Loneliness Is My Norm hr635

on October 17, 2020

The nearest grocery store from my home is a 25-minute walk away. That small local store carried a sale on eggs at one dollar for ten. I walked there with my partner to get them. Since my town is so small and rural, there are usually almost no pedestrians on the streets. Except that cars are passing by sparsely, I hardly see anybody. But on our way back home from the grocery store, I saw a woman standing by a field and watching wild flowers. It was rare to see someone on the street. As I was getting closer, I perceived her looking at me with her face filled with a big smile that was totally familiar to me. I knew her.
She used to be a resident in the apartment building where I live. We often came across and shared some time together at the communal spa in the building. She is much older than I am, but we somehow got along well and chatted heartily every time we saw each other at the spa. About six years ago, she moved out of the apartment to the different one in the same town. I unexpectedly felt so sad because I had regarded her as if part of my family unconsciously since we met and talked almost everyday. However, when I saw her for the last time and she tentatively hinted her suggestion to exchange contact information and invite me to her new place, I just chickened out and dodged a reply. I wavered tremendously but didn’t have courage to step into a new friendship. We parted without even asking each other’s names. The spa had become quiet ever since. Occasionally from nowhere, a thought about how she has been doing came up to my mind while I was taking a bath with no one to chat. I regretted my decision not to be friends with her. I missed her more than I had thought.
And I saw her again after those years by this incredible coincidence. I jumped for joy to have bumped into her like this. Her big smile and loud laughter hadn’t changed a bit and she told me how she had been doing. After we chatted for a while, I sensed the time to say good-bye again was approaching. And I was swallowed by one single thought: Should we exchange contact information this time? I ran through a scenario in my head. If I asked her info here, she would expect me to get in touch later. Then if I got in touch with her, she would invite me to her place. Then if I went to see her, she would expect me to invite her back in my place next time. Then if we found little left to talk about, we would be distant gradually. Then if it broke off, I would regret my contact exchange of today retrospectively. While I was trying to see the future, she also tried to judge my feelings and tentatively brought up a plan to see each other again, like deja vu. The time to decide had come.

Photo by Pixabay on Pexels.com


I had missed her. I had wanted to be friends with her. I made a wrong decision last time and this could be the second chance falling from the sky. On the other hand, I had too many bitter experiences about friendship and wanted to add no more. I felt harsh loneliness every time I lost friendship. The closer my friend and I were, the harder it was to be estranged.

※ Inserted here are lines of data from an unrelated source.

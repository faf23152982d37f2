use std::time::Duration;

use log::{debug, error};
use serde::de::DeserializeOwned;
use serde::Serialize;
use tokio::net::TcpStream;
use tokio::time::timeout;

use crate::client::GameApi;
use crate::common::ApiError;
use crate::config::{ClientConfig, PROBE_TIMEOUT};
use crate::protocol::{
    EnemyFireRequest, EnemyFireResponse, ErrorResponse, FireRequest, FireResponse, JoinRequest,
    PingResponse, ENEMY_FIRE_PATH, FIRE_PATH, JOIN_PATH, PING_PATH,
};
use crate::ship::Placement;

/// [`GameApi`] over HTTP/JSON against a real game server.
pub struct HttpClient {
    http: reqwest::Client,
    base_url: String,
    host: String,
    port: u16,
    probe_timeout: Duration,
}

impl HttpClient {
    pub fn new(config: &ClientConfig) -> Result<Self, ApiError> {
        let http = reqwest::Client::builder()
            .connect_timeout(config.request_timeout)
            .timeout(config.request_timeout)
            .build()
            .map_err(|e| ApiError::Connection(e.to_string()))?;
        Ok(Self {
            http,
            base_url: config.base_url(),
            host: config.host.clone(),
            port: config.port,
            probe_timeout: PROBE_TIMEOUT,
        })
    }

    /// Open and close a raw TCP connection to the server.
    pub async fn probe(&self) -> Result<(), ApiError> {
        let addr = (self.host.as_str(), self.port);
        match timeout(self.probe_timeout, TcpStream::connect(addr)).await {
            Ok(Ok(_stream)) => Ok(()),
            Ok(Err(e)) => Err(ApiError::Connection(e.to_string())),
            Err(_) => Err(ApiError::Timeout),
        }
    }

    /// One-line, human readable result of [`probe`](Self::probe).
    pub async fn connection_details(&self) -> String {
        match self.probe().await {
            Ok(()) => format!("Connected to {}:{} successfully", self.host, self.port),
            Err(e) => format!("Failed to connect to {}:{} - {}", self.host, self.port, e),
        }
    }

    fn url(&self, path: &str) -> String {
        format!("{}{}", self.base_url, path)
    }

    async fn post<B, R>(&self, path: &str, body: &B) -> Result<R, ApiError>
    where
        B: Serialize + Sync,
        R: DeserializeOwned,
    {
        debug!("POST {} {}", path, serde_json::to_string(body).unwrap_or_default());
        let response = self
            .http
            .post(self.url(path))
            .json(body)
            .send()
            .await
            .map_err(map_reqwest_error)?;
        decode(path, response).await
    }
}

fn map_reqwest_error(err: reqwest::Error) -> ApiError {
    if err.is_timeout() {
        ApiError::Timeout
    } else {
        ApiError::Connection(err.to_string())
    }
}

async fn decode<R: DeserializeOwned>(path: &str, response: reqwest::Response) -> Result<R, ApiError> {
    let status = response.status();
    let body = response.text().await.map_err(map_reqwest_error)?;
    debug!("{} -> {} {}", path, status, body);
    if !status.is_success() {
        let message = parse_error(&body);
        error!("{} failed: {}", path, message);
        return Err(if status.is_server_error() {
            ApiError::classify_server_failure(&message)
        } else {
            ApiError::classify(&message)
        });
    }
    if body.trim().is_empty() {
        return Err(ApiError::EmptyResponse);
    }
    serde_json::from_str(&body).map_err(|e| ApiError::Malformed(e.to_string()))
}

/// Extract the message of an error body, which is either `{"Error": "..."}` or
/// plain text.
pub fn parse_error(body: &str) -> String {
    if body.trim().is_empty() {
        return "Server returned no error details".to_string();
    }
    if !body.contains("Error") {
        return body.to_string();
    }
    match serde_json::from_str::<ErrorResponse>(body) {
        Ok(ErrorResponse { error: Some(msg) }) => msg,
        Ok(ErrorResponse { error: None }) => "Unknown server error".to_string(),
        Err(_) => body.to_string(),
    }
}

#[async_trait::async_trait]
impl GameApi for HttpClient {
    async fn ping(&self) -> Result<bool, ApiError> {
        debug!("GET {}", PING_PATH);
        let response = self
            .http
            .get(self.url(PING_PATH))
            .send()
            .await
            .map_err(map_reqwest_error)?;
        let body: PingResponse = decode(PING_PATH, response).await?;
        Ok(body.ping == Some(true))
    }

    async fn join(
        &self,
        player: &str,
        game_key: &str,
        ships: &[Placement],
    ) -> Result<EnemyFireResponse, ApiError> {
        let request = JoinRequest {
            player: player.to_string(),
            gamekey: game_key.to_string(),
            ships: ships.to_vec(),
        };
        self.post(JOIN_PATH, &request).await
    }

    async fn fire(
        &self,
        player: &str,
        game_key: &str,
        x: i32,
        y: i32,
    ) -> Result<FireResponse, ApiError> {
        let request = FireRequest {
            player: player.to_string(),
            gamekey: game_key.to_string(),
            x,
            y,
        };
        self.post(FIRE_PATH, &request).await
    }

    async fn enemy_fire(&self, player: &str, game_key: &str) -> Result<EnemyFireResponse, ApiError> {
        let request = EnemyFireRequest {
            player: player.to_string(),
            gamekey: game_key.to_string(),
        };
        self.post(ENEMY_FIRE_PATH, &request).await
    }
}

I tend to have high hopes and expect too much for someone I make friends with, that usually leads to painful disappointment when she or he doesn’t meet my expectation. I had had many friends and lost them. For me, getting along well isn’t enough to build friendship. I need to respect someone as a friend. People change. Once I can’t respect my friend any longer, my friendship is over. I also need to be accepted as who I am. That’s why most of my friends left me when I decided to become a musician. I wonder how I could ever start a new friendship as long as I know how I would feel when it ends. Disappointment would be huge this time all the more because I like her. I couldn’t bear the loneliness it would bring.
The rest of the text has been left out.